-- ABOUT THIS EXERCISE --
Would you transcribe all of the data exactly, down to the last character?

####################

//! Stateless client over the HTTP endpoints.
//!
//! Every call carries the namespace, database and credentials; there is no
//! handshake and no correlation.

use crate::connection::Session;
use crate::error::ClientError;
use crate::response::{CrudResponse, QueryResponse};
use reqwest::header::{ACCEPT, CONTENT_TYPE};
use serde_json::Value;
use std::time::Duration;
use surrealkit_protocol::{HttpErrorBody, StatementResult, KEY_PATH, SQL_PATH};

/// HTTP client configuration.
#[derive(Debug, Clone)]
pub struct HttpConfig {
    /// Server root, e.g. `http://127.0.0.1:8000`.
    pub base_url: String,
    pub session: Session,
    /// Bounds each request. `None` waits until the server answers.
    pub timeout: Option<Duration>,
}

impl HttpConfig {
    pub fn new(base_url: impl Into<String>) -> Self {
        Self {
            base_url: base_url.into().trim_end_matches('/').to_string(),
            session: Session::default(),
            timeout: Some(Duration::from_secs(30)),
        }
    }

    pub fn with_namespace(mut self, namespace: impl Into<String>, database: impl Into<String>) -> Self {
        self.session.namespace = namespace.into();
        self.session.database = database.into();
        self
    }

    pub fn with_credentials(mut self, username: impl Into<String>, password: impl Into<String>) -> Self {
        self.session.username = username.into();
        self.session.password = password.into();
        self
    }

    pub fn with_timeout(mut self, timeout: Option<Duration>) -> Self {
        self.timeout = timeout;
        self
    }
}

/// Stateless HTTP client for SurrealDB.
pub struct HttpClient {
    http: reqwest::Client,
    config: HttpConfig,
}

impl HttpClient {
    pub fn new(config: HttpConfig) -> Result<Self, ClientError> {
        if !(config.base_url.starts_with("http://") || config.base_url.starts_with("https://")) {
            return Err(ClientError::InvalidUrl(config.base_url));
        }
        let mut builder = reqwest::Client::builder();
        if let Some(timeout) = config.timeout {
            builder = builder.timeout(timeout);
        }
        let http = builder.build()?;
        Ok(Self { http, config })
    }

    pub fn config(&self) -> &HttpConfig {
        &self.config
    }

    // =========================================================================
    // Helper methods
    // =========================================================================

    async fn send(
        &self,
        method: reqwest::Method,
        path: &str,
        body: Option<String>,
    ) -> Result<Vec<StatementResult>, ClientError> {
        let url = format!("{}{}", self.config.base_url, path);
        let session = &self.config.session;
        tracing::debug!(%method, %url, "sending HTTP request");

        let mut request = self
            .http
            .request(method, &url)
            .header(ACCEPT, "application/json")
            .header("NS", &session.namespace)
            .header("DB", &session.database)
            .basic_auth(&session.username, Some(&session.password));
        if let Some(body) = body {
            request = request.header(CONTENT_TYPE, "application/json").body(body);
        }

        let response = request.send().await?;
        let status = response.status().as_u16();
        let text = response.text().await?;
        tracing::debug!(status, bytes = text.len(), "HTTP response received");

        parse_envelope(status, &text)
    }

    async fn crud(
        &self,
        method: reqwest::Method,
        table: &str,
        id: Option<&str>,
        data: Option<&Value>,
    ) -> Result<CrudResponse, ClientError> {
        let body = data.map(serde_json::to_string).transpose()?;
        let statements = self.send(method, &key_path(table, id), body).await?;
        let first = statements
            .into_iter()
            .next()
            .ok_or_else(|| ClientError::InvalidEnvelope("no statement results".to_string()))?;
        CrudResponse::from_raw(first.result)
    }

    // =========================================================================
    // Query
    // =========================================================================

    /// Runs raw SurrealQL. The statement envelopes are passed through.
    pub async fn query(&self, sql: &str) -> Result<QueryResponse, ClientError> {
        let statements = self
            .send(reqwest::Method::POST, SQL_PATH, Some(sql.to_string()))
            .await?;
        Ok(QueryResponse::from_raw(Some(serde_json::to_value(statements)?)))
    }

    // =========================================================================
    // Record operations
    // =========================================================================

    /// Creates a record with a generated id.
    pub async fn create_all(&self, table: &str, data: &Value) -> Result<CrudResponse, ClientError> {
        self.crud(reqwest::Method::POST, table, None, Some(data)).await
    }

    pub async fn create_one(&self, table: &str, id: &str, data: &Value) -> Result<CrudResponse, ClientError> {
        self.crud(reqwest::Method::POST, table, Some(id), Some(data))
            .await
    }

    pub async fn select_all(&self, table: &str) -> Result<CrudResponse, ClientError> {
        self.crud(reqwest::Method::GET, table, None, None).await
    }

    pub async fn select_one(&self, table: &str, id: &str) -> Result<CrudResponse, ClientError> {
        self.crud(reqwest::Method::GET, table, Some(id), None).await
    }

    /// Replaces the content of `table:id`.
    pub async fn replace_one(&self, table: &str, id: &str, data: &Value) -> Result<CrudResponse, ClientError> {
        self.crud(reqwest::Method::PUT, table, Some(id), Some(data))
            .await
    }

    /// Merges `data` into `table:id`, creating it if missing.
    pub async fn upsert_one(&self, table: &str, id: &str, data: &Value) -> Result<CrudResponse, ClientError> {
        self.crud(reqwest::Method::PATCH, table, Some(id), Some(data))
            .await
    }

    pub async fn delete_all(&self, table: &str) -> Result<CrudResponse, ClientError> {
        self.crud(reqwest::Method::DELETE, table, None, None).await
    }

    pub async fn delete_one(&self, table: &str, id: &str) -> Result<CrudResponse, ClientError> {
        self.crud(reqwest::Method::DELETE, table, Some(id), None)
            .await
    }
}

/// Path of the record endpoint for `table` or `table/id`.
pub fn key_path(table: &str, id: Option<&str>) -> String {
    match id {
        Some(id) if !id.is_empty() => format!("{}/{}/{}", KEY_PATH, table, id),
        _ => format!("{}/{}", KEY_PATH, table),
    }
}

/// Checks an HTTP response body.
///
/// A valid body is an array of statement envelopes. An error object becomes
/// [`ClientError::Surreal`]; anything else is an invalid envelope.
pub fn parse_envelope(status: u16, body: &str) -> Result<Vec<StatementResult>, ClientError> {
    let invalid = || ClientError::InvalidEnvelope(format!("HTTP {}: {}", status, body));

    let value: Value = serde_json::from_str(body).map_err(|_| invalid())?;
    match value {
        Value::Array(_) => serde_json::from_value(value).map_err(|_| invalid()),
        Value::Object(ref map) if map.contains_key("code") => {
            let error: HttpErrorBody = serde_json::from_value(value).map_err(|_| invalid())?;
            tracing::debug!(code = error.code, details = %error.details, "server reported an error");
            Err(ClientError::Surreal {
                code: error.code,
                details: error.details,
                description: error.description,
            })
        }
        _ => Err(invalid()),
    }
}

####################

-- RESPONSE TO THIS EXERCISE --
//! Stateless client over the HTTP endpoints.
//!
//! Every call carries the namespace, database and credentials; there is no
//! handshake and no correlation.

use crate::connection::Session;
use crate::error::ClientError;
use crate::response::{CrudResponse, QueryResponse};
use reqwest::header::{ACCEPT, CONTENT_TYPE};
use serde_json::Value;
use std::time::Duration;
use surrealkit_protocol::{HttpErrorBody, StatementResult, KEY_PATH, SQL_PATH};

/// HTTP client configuration.
#[derive(Debug, Clone)]
pub struct HttpConfig {
    /// Server root, e.g. `http://127.0.0.1:8000`.
    pub base_url: String,
    pub session: Session,
    /// Bounds each request. `None` waits until the server answers.
    pub timeout: Option<Duration>,
}

impl HttpConfig {
    pub fn new(base_url: impl Into<String>) -> Self {
        Self {
            base_url: base_url.into().trim_end_matches('/').to_string(),
            session: Session::default(),
            timeout: Some(Duration::from_secs(30)),
        }
    }

    pub fn with_namespace(mut self, namespace: impl Into<String>, database: impl Into<String>) -> Self {
        self.session.namespace = namespace.into();
        self.session.database = database.into();
        self
    }

    pub fn with_credentials(mut self, username: impl Into<String>, password: impl Into<String>) -> Self {
        self.session.username = username.into();
        self.session.password = password.into();
        self
    }

    pub fn with_timeout(mut self, timeout: Option<Duration>) -> Self {
        self.timeout = timeout;
        self
    }
}

/// Stateless HTTP client for SurrealDB.
pub struct HttpClient {
    http: reqwest::Client,
    config: HttpConfig,
}

impl HttpClient {
    pub fn new(config: HttpConfig) -> Result<Self, ClientError> {
        if !(config.base_url.starts_with("http://") || config.base_url.starts_with("https://")) {
            return Err(ClientError::InvalidUrl(config.base_url));
        }
        let mut builder = reqwest::Client::builder();
        if let Some(timeout) = config.timeout {
            builder = builder.timeout(timeout);
        }
        let http = builder.build()?;
        Ok(Self { http, config })
    }

    pub fn config(&self) -> &HttpConfig {
        &self.config
    }

    // =========================================================================
    // Helper methods
    // =========================================================================

    async fn send(
        &self,
        method: reqwest::Method,
        path: &str,
        body: Option<String>,
    ) -> Result<Vec<StatementResult>, ClientError> {
        let url = format!("{}{}", self.config.base_url, path);
        let session = &self.config.session;
        tracing::debug!(%method, %url, "sending HTTP request");

        let mut request = self
            .http
            .request(method, &url)
            .header(ACCEPT, "application/json")
            .header("NS", &session.namespace)
            .header("DB", &session.database)
            .basic_auth(&session.username, Some(&session.password));
        if let Some(body) = body {
            request = request.header(CONTENT_TYPE, "application/json").body(body);
        }

        let response = request.send().await?;
        let status = response.status().as_u16();
        let text = response.text().await?;
        tracing::debug!(status, bytes = text.len(), "HTTP response received");

        parse_envelope(status, &text)
    }

    async fn crud(
        &self,
        method: reqwest::Method,
        table: &str,
        id: Option<&str>,
        data: Option<&Value>,
    ) -> Result<CrudResponse, ClientError> {
        let body = data.map(serde_json::to_string).transpose()?;
        let statements = self.send(method, &key_path(table, id), body).await?;
        let first = statements
            .into_iter()
            .next()
            .ok_or_else(|| ClientError::InvalidEnvelope("no statement results".to_string()))?;
        CrudResponse::from_raw(first.result)
    }

    // =========================================================================
    // Query
    // =========================================================================

    /// Runs raw SurrealQL. The statement envelopes are passed through.
    pub async fn query(&self, sql: &str) -> Result<QueryResponse, ClientError> {
        let statements = self
            .send(reqwest::Method::POST, SQL_PATH, Some(sql.to_string()))
            .await?;
        Ok(QueryResponse::from_raw(Some(serde_json::to_value(statements)?)))
    }

    // =========================================================================
    // Record operations
    // =========================================================================

    /// Creates a record with a generated id.
    pub async fn create_all(&self, table: &str, data: &Value) -> Result<CrudResponse, ClientError> {
        self.crud(reqwest::Method::POST, table, None, Some(data)).await
    }

    pub async fn create_one(&self, table: &str, id: &str, data: &Value) -> Result<CrudResponse, ClientError> {
        self.crud(reqwest::Method::POST, table, Some(id), Some(data))
            .await
    }

    pub async fn select_all(&self, table: &str) -> Result<CrudResponse, ClientError> {
        self.crud(reqwest::Method::GET, table, None, None).await
    }

    pub async fn select_one(&self, table: &str, id: &str) -> Result<CrudResponse, ClientError> {
        self.crud(reqwest::Method::GET, table, Some(id), None).await
    }

    /// Replaces the content of `table:id`.
    pub async fn replace_one(&self, table: &str, id: &str, data: &Value) -> Result<CrudResponse, ClientError> {
        self.crud(reqwest::Method::PUT, table, Some(id), Some(data))
            .await
    }

    /// Merges `data` into `table:id`, creating it if missing.
    pub async fn upsert_one(&self, table: &str, id: &str, data: &Value) -> Result<CrudResponse, ClientError> {
        self.crud(reqwest::Method::PATCH, table, Some(id), Some(data))
            .await
    }

    pub async fn delete_all(&self, table: &str) -> Result<CrudResponse, ClientError> {
        self.crud(reqwest::Method::DELETE, table, None, None).await
    }

    pub async fn delete_one(&self, table: &str, id: &str) -> Result<CrudResponse, ClientError> {
        self.crud(reqwest::Method::DELETE, table, Some(id), None)
            .await
    }
}

/// Path of the record endpoint for `table` or `table/id`.
pub fn key_path(table: &str, id: Option<&str>) -> String {
    match id {
        Some(id) if !id.is_empty() => format!("{}/{}/{}", KEY_PATH, table, id),
        _ => format!("{}/{}", KEY_PATH, table),
    }
}

/// Checks an HTTP response body.
///
/// A valid body is an array of statement envelopes. An error object becomes
/// [`ClientError::Surreal`]; anything else is an invalid envelope.
pub fn parse_envelope(status: u16, body: &str) -> Result<Vec<StatementResult>, ClientError> {
    let invalid = || ClientError::InvalidEnvelope(format!("HTTP {}: {}", status, body));

    let value: Value = serde_json::from_str(body).map_err(|_| invalid())?;
    match value {
        Value::Array(_) => serde_json::from_value(value).map_err(|_| invalid()),
        Value::Object(ref map) if map.contains_key("code") => {
            let error: HttpErrorBody = serde_json::from_value(value).map_err(|_| invalid())?;
            tracing::debug!(code = error.code, details = %error.details, "server reported an error");
            Err(ClientError::Surreal {
                code: error.code,
                details: error.details,
                description: error.description,
            })
        }
        _ => Err(invalid()),
    }
}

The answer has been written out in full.